Un paseo por Chaouen
Lo mejor que puedes hacer es perderte por sus callejuelas azules. La Medina es el núcleo principal de la Ciudad, sus calles de piedra forman calles azules y blancas llenas de silencio y tranquilidad. Las tiendas artesanas y los restaurantes de esta zona recogen la esencia del norte de África en un lugar de ensueño. En la antigüedad se encontraba amurallada por lo que Chaouen se divide en siete barrios.

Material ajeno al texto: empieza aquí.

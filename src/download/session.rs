//! Shared state of the (single) download session.
//!
//! The worker task and the caller's thread both touch the session, so it
//! lives behind a mutex and every worker-side mutation is tagged with the
//! session generation: a late write from an aborted task of an older session
//! is ignored instead of clobbering the current one.

use std::sync::{Arc, Mutex, MutexGuard};

use tokio::task::AbortHandle;
use tokio_util::sync::CancellationToken;

use crate::download::error::DownloadError;
use crate::download::phase::Phase;
use crate::download::process::ProcessHandle;

/// Read-only view of the session for display.
#[derive(Debug, Clone, Copy, PartialEq, Eq, Default)]
pub struct SessionSnapshot {
    pub is_downloading: bool,
    pub stop_requested: bool,
    pub phase: Phase,
    pub process_id: Option<u32>,
}

#[derive(Debug, Default)]
struct SessionState {
    is_downloading: bool,
    /// Cancelled on stop; replaced (never un-cancelled) when a new session begins
    stop: CancellationToken,
    phase: Phase,
    process: Option<ProcessHandle>,
    process_id: Option<u32>,
    active_task: Option<AbortHandle>,
    /// `stop()` took over the running session and emits its terminal events
    stop_claimed: bool,
    generation: u64,
}

/// Everything the stop path needs, taken out under one lock.
#[derive(Debug, Default)]
pub(crate) struct StopTargets {
    pub was_downloading: bool,
    pub process_id: Option<u32>,
    pub process: Option<ProcessHandle>,
    pub task: Option<AbortHandle>,
}

/// Who gets to emit the terminal events of a session.
#[derive(Debug, Clone, Copy, PartialEq, Eq)]
pub(crate) enum SessionExit {
    /// The worker ended the session; `stop_requested` is the flag at that moment
    Owned { stop_requested: bool },
    /// `stop()` (or an earlier cleanup) already ended it
    AlreadyEnded,
}

#[derive(Debug, Clone, Default)]
pub struct SharedSession {
    inner: Arc<Mutex<SessionState>>,
}

impl SharedSession {
    pub fn new() -> Self {
        Self::default()
    }

    fn lock(&self) -> MutexGuard<'_, SessionState> {
        self.inner.lock().unwrap_or_else(|poisoned| poisoned.into_inner())
    }

    pub fn snapshot(&self) -> SessionSnapshot {
        let state = self.lock();
        SessionSnapshot {
            is_downloading: state.is_downloading,
            stop_requested: state.stop.is_cancelled(),
            phase: state.phase,
            process_id: state.process_id,
        }
    }

    pub fn is_downloading(&self) -> bool {
        self.lock().is_downloading
    }

    pub fn stop_requested(&self) -> bool {
        self.lock().stop.is_cancelled()
    }

    /// Moves an idle session to `Preparing`. Rejects with `Busy` (and
    /// changes nothing) if a session is running.
    pub(crate) fn begin(&self) -> Result<(u64, CancellationToken), DownloadError> {
        let mut state = self.lock();
        if state.is_downloading {
            return Err(DownloadError::Busy);
        }
        state.generation += 1;
        state.is_downloading = true;
        state.stop = CancellationToken::new();
        state.phase = Phase::Preparing;
        state.process = None;
        state.process_id = None;
        state.active_task = None;
        state.stop_claimed = false;
        Ok((state.generation, state.stop.clone()))
    }

    fn is_current(state: &SessionState, generation: u64) -> bool {
        state.generation == generation && state.is_downloading
    }

    pub(crate) fn set_task(&self, generation: u64, task: AbortHandle) {
        let mut state = self.lock();
        if Self::is_current(&state, generation) {
            state.active_task = Some(task);
        }
    }

    /// Phase updates stop as soon as a stop was requested.
    pub(crate) fn set_phase(&self, generation: u64, phase: Phase) {
        let mut state = self.lock();
        if Self::is_current(&state, generation) && !state.stop.is_cancelled() {
            state.phase = phase;
        }
    }

    pub(crate) fn attach_process(&self, generation: u64, handle: &ProcessHandle) {
        let mut state = self.lock();
        if Self::is_current(&state, generation) {
            state.process_id = handle.pid();
            state.process = Some(handle.clone());
        }
    }

    pub(crate) fn detach_process(&self, generation: u64) {
        let mut state = self.lock();
        if state.generation == generation {
            state.process = None;
            state.process_id = None;
        }
    }

    /// Sets the stop flag and hands out the process and task to tear down.
    pub(crate) fn request_stop(&self) -> StopTargets {
        let mut state = self.lock();
        state.stop.cancel();
        if state.is_downloading {
            state.stop_claimed = true;
        }
        StopTargets {
            was_downloading: state.is_downloading,
            process_id: state.process_id,
            process: state.process.clone(),
            task: state.active_task.take(),
        }
    }

    /// Back to idle after a stop. The stop flag stays set until the next `begin`.
    pub(crate) fn reset_after_stop(&self) {
        let mut state = self.lock();
        state.is_downloading = false;
        state.process = None;
        state.process_id = None;
        state.active_task = None;
    }

    /// End-of-session cleanup. Idempotent; a stale generation is a no-op.
    /// Returns true if this call moved the session to idle.
    pub(crate) fn finish(&self, generation: u64) -> bool {
        let mut state = self.lock();
        if state.generation != generation {
            return false;
        }
        let was_downloading = state.is_downloading;
        state.is_downloading = false;
        state.process = None;
        state.process_id = None;
        state.active_task = None;
        was_downloading
    }

    /// `finish` plus a read of the stop flag under the same lock. A session
    /// claimed by `stop()` is left alone; `stop()` resets and reports it.
    pub(crate) fn conclude(&self, generation: u64) -> SessionExit {
        let mut state = self.lock();
        if state.generation != generation || !state.is_downloading || state.stop_claimed {
            return SessionExit::AlreadyEnded;
        }
        state.is_downloading = false;
        state.process = None;
        state.process_id = None;
        state.active_task = None;
        SessionExit::Owned {
            stop_requested: state.stop.is_cancelled(),
        }
    }
}

/// Runs `finish` when the worker task ends, including when it is aborted.
pub(crate) struct SessionGuard {
    session: SharedSession,
    generation: u64,
}

impl SessionGuard {
    pub(crate) fn new(session: SharedSession, generation: u64) -> Self {
        Self { session, generation }
    }
}

impl Drop for SessionGuard {
    fn drop(&mut self) {
        if self.session.finish(self.generation) {
            log::debug!("Session {} cleaned up", self.generation);
        }
    }
}

#[cfg(test)]
mod tests {
    use super::*;
    use pretty_assertions::assert_eq;

    #[test]
    fn test_begin_rejects_when_busy() {
        let session = SharedSession::new();
        let (generation, token) = session.begin().unwrap();
        assert_eq!(generation, 1);
        assert!(!token.is_cancelled());

        session.set_phase(generation, Phase::Video);
        let before = session.snapshot();
        assert!(matches!(session.begin(), Err(DownloadError::Busy)));
        assert_eq!(session.snapshot(), before);
    }

    #[test]
    fn test_stop_flag_is_monotonic_until_next_session() {
        let session = SharedSession::new();
        let (generation, token) = session.begin().unwrap();
        let targets = session.request_stop();
        assert!(targets.was_downloading);
        assert!(token.is_cancelled());
        assert!(session.stop_requested());

        // Phase no longer moves once stop was requested
        session.set_phase(generation, Phase::Audio);
        assert_eq!(session.snapshot().phase, Phase::Preparing);

        session.reset_after_stop();
        assert!(session.stop_requested());
        assert!(!session.is_downloading());

        let (_, token) = session.begin().unwrap();
        assert!(!token.is_cancelled());
        assert!(!session.stop_requested());
    }

    #[test]
    fn test_finish_is_idempotent_and_generation_scoped() {
        let session = SharedSession::new();
        let (old, _) = session.begin().unwrap();
        assert!(session.finish(old));
        assert!(!session.finish(old));

        let (current, _) = session.begin().unwrap();
        // A late cleanup from the previous session must not end this one
        assert!(!session.finish(old));
        assert!(session.is_downloading());

        drop(SessionGuard::new(session.clone(), current));
        assert!(!session.is_downloading());
    }

    #[test]
    fn test_conclude_decides_terminal_owner_once() {
        let session = SharedSession::new();
        let (generation, token) = session.begin().unwrap();
        token.cancel();
        assert_eq!(session.conclude(generation), SessionExit::Owned { stop_requested: true });
        assert_eq!(session.conclude(generation), SessionExit::AlreadyEnded);

        // stop() claims the session even before it resets the flags
        let (generation, _) = session.begin().unwrap();
        session.request_stop();
        assert_eq!(session.conclude(generation), SessionExit::AlreadyEnded);
        assert!(session.is_downloading());
        session.reset_after_stop();
        assert_eq!(session.conclude(generation), SessionExit::AlreadyEnded);
    }

    #[test]
    fn test_stop_when_idle_is_harmless() {
        let session = SharedSession::new();
        let targets = session.request_stop();
        assert!(!targets.was_downloading);
        assert!(targets.process.is_none());
        session.reset_after_stop();
        assert_eq!(session.snapshot().process_id, None);
        assert!(session.begin().is_ok());
    }
}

Comenzaremos la visita por el barrio Er Rif Andaluz, donde encontraremos una vista muy bonita en la Plaza del Majzén. Desde aquí podemos acceder a la Uta el Hammam, la plaza más importante de la ciudad, rodeada de cafés y restaurantes y donde destaca la Mezquita Kebir y la Kasbah, ¡construida en el siglo XV!, por Moulay Ismail y que esconde en su interior unos jardines andaluces , así como un Museo Étnico donde se puede admirar la Cerámica del Rif, Trajes Regionales, Instrumentos de música y Baúles de Madera. Bordeando la mezquita y bajando llegaremos a la Mellah, el barrio judío y posteriormente al barrio de Es Sueca, donde encontraremos numerosos comercios de tejidos y artesanía.

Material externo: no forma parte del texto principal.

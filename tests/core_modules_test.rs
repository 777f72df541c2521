//! Integration tests for core modules (retry orchestration, output parsing, URL checks)
//!
//! Run with: cargo test --test core_modules_test

use std::sync::atomic::{AtomicU32, Ordering};
use std::sync::{Arc, Mutex};
use std::time::Duration;

// ============================================================================
// Retry Orchestrator Tests
// ============================================================================

mod retry_tests {
    use super::*;
    use async_trait::async_trait;
    use pretty_assertions::assert_eq;
    use ytgrab::core::retry::{RetryHooks, RetryOrchestrator, RetryOutcome, RetryPolicy};
    use ytgrab::download::DownloadError;

    #[derive(Default)]
    struct RecordingHooks {
        notifications: Mutex<Vec<(u32, String)>>,
        playlist_calls: Mutex<Vec<String>>,
        refresh_answer: bool,
    }

    #[async_trait]
    impl RetryHooks for RecordingHooks {
        fn on_retry_attempt(&self, retry_count: u32, reason: &str) {
            self.notifications.lock().unwrap().push((retry_count, reason.to_string()));
        }

        async fn request_credential_refresh(&self) -> bool {
            self.refresh_answer
        }

        async fn download_playlist_individually(&self, url: &str) -> bool {
            self.playlist_calls.lock().unwrap().push(url.to_string());
            true
        }
    }

    fn quick_policy() -> RetryPolicy {
        RetryPolicy::new().retry_delay(Duration::ZERO)
    }

    #[tokio::test]
    async fn test_two_transient_failures_then_success() {
        let hooks = RecordingHooks::default();
        let calls = AtomicU32::new(0);
        let calls = &calls;
        let run = RetryOrchestrator::new(quick_policy())
            .execute("https://youtu.be/abc", &hooks, move || async move {
                if calls.fetch_add(1, Ordering::SeqCst) < 2 {
                    Err(DownloadError::Process("yt-dlp exited with code 1: connection reset".into()))
                } else {
                    Ok(())
                }
            })
            .await;

        assert!(run.is_success());
        assert_eq!(run.state.retry_count, 2);
        let counts: Vec<u32> = hooks.notifications.lock().unwrap().iter().map(|(n, _)| *n).collect();
        assert_eq!(counts, vec![1, 2]);
    }

    #[tokio::test]
    async fn test_retry_count_never_exceeds_bound() {
        let hooks = RecordingHooks::default();
        let run = RetryOrchestrator::new(quick_policy().max_retries(3))
            .execute("https://youtu.be/abc", &hooks, || async {
                Err::<(), _>(DownloadError::Process("network unreachable".into()))
            })
            .await;

        assert!(matches!(run.outcome, RetryOutcome::Failed(_)));
        assert_eq!(run.state.retry_count, 3);
        assert_eq!(run.state.attempts, 4);
    }

    #[tokio::test(start_paused = true)]
    async fn test_playlist_credential_failure_goes_straight_to_fallback() {
        let hooks = RecordingHooks::default();
        let url = "https://www.youtube.com/watch?v=abc&list=XYZ";
        let started = tokio::time::Instant::now();
        let run = RetryOrchestrator::new(RetryPolicy::new().retry_delay(Duration::from_secs(5)))
            .execute(url, &hooks, || async {
                Err::<(), _>(DownloadError::Process("ERROR: HTTP Error 403: Forbidden".into()))
            })
            .await;

        assert!(matches!(run.outcome, RetryOutcome::PlaylistFallback { succeeded: true }));
        assert_eq!(*hooks.playlist_calls.lock().unwrap(), vec![url.to_string()]);
        assert!(hooks.notifications.lock().unwrap().is_empty());
        assert!(started.elapsed() < Duration::from_secs(5));
    }

    #[tokio::test]
    async fn test_refresh_grants_exactly_one_extra_attempt() {
        let hooks = RecordingHooks {
            refresh_answer: true,
            ..Default::default()
        };
        let calls = Arc::new(AtomicU32::new(0));
        let run = RetryOrchestrator::new(quick_policy())
            .execute("https://youtu.be/abc", &hooks, || {
                let calls = Arc::clone(&calls);
                async move {
                    calls.fetch_add(1, Ordering::SeqCst);
                    Err::<(), _>(DownloadError::CredentialRequired("Sign in to confirm your age".into()))
                }
            })
            .await;

        assert!(matches!(run.outcome, RetryOutcome::Failed(DownloadError::CredentialRequired(_))));
        assert_eq!(calls.load(Ordering::SeqCst), 2);
        assert!(run.state.refreshed);
    }
}

// ============================================================================
// Output Parsing Tests
// ============================================================================

mod phase_tests {
    use pretty_assertions::assert_eq;
    use ytgrab::download::phase::{detect_phase, is_credential_error_line, parse_progress, PhaseTransition};
    use ytgrab::download::{Phase, PhaseDetector};

    #[test]
    fn test_audio_extension_wins_regardless_of_previous_phase() {
        for previous in [Phase::Preparing, Phase::Video, Phase::Merging] {
            let mut detector = PhaseDetector::with_phase(previous);
            detector.observe("[download] Destination: clip.f140.m4a");
            assert_eq!(detector.phase(), Phase::Audio);
        }
    }

    #[test]
    fn test_size_line_keeps_phase_knowledge() {
        let mut detector = PhaseDetector::new();
        detector.observe("[download] Destination: clip.f137.mp4");
        detector.observe("[download] 100% of 45.3MiB");
        assert_eq!(detector.phase(), Phase::Video);
        assert_eq!(detect_phase("[download] 100% of 45.3MiB"), PhaseTransition::Unchanged);
    }

    #[test]
    fn test_percent_is_not_clamped() {
        assert_eq!(parse_progress("[download] 150.0% of 1.00MiB").map(|p| p.0), Some(150.0));
    }

    #[test]
    fn test_bare_video_unavailable_is_not_a_credential_error() {
        assert!(!is_credential_error_line("ERROR: [youtube] abc: Video unavailable"));
        assert!(is_credential_error_line("ERROR: Video unavailable. This video is private"));
        assert!(is_credential_error_line("ERROR: Video unavailable. Sign in to confirm"));
        assert!(is_credential_error_line("Video unavailable: members only"));
    }
}

// ============================================================================
// URL and Error Classification Tests
// ============================================================================

mod classification_tests {
    use ytgrab::download::ytdlp_errors::{is_cookie_expired, is_playlist_url, is_valid_video_url};

    #[test]
    fn test_playlist_urls() {
        assert!(is_playlist_url("https://www.youtube.com/watch?v=abc&list=XYZ"));
        assert!(is_playlist_url("https://music.youtube.com/playlist?list=XYZ"));
        assert!(!is_playlist_url("https://youtu.be/abc"));
    }

    #[test]
    fn test_video_url_validator() {
        assert!(is_valid_video_url("https://m.youtube.com/watch?v=abc"));
        assert!(!is_valid_video_url("ftp://youtube.com/watch?v=abc"));
        assert!(!is_valid_video_url("https://evil-youtube.com/watch?v=abc"));
    }

    #[test]
    fn test_cookie_expiry_classification() {
        assert!(is_cookie_expired("ERROR: HTTP Error 403: Forbidden"));
        assert!(is_cookie_expired("The provided YouTube account cookies are no longer valid. Cookies have expired"));
        assert!(!is_cookie_expired("ERROR: Video unavailable"));
        assert!(!is_cookie_expired("ERROR: Unable to download webpage: timed out"));
    }
}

Cruzando ese barrio llegaremos al de los zapateros, aquí encontraremos la mezquita Sidi Buhansa. Volviendo a subir a la plaza Uta el Hamman accederemos al barrio Es Sok, una zona de asentamiento de los moriscos en el siglo XVII, en este barrio destaca la Plaza de Huata con una impresionante fuente y la Mezquita del Suk. Cruzando el barrio del Rif Andaluz, por la Plaza Uta Hamman, pasaremos por el fondak Chfichu hasta la plaza Kenitra la que se caracteriza por un diseño muy peculiar en su pavimento.
En dirección a la montaña visitaremos el barrio de En Onsar, la plaza de Zaituna y el olivo centenario que alberga en ella. Cuando salgamos de la Medina por la puerta de Bab Onsar, un auténtico espectáculo visual nos espera. La fuente de Ras el Ma con sus cascadas, piscinas naturales, molinos y lavanderas formando un maravilloso jardín andalusí. En la montaña podremos ver una peculiar mezquita, la de Bouzzafer.
UN PASEO POR CHAOUEN ES ALGO QUE NO TE PUEDES PERDER !!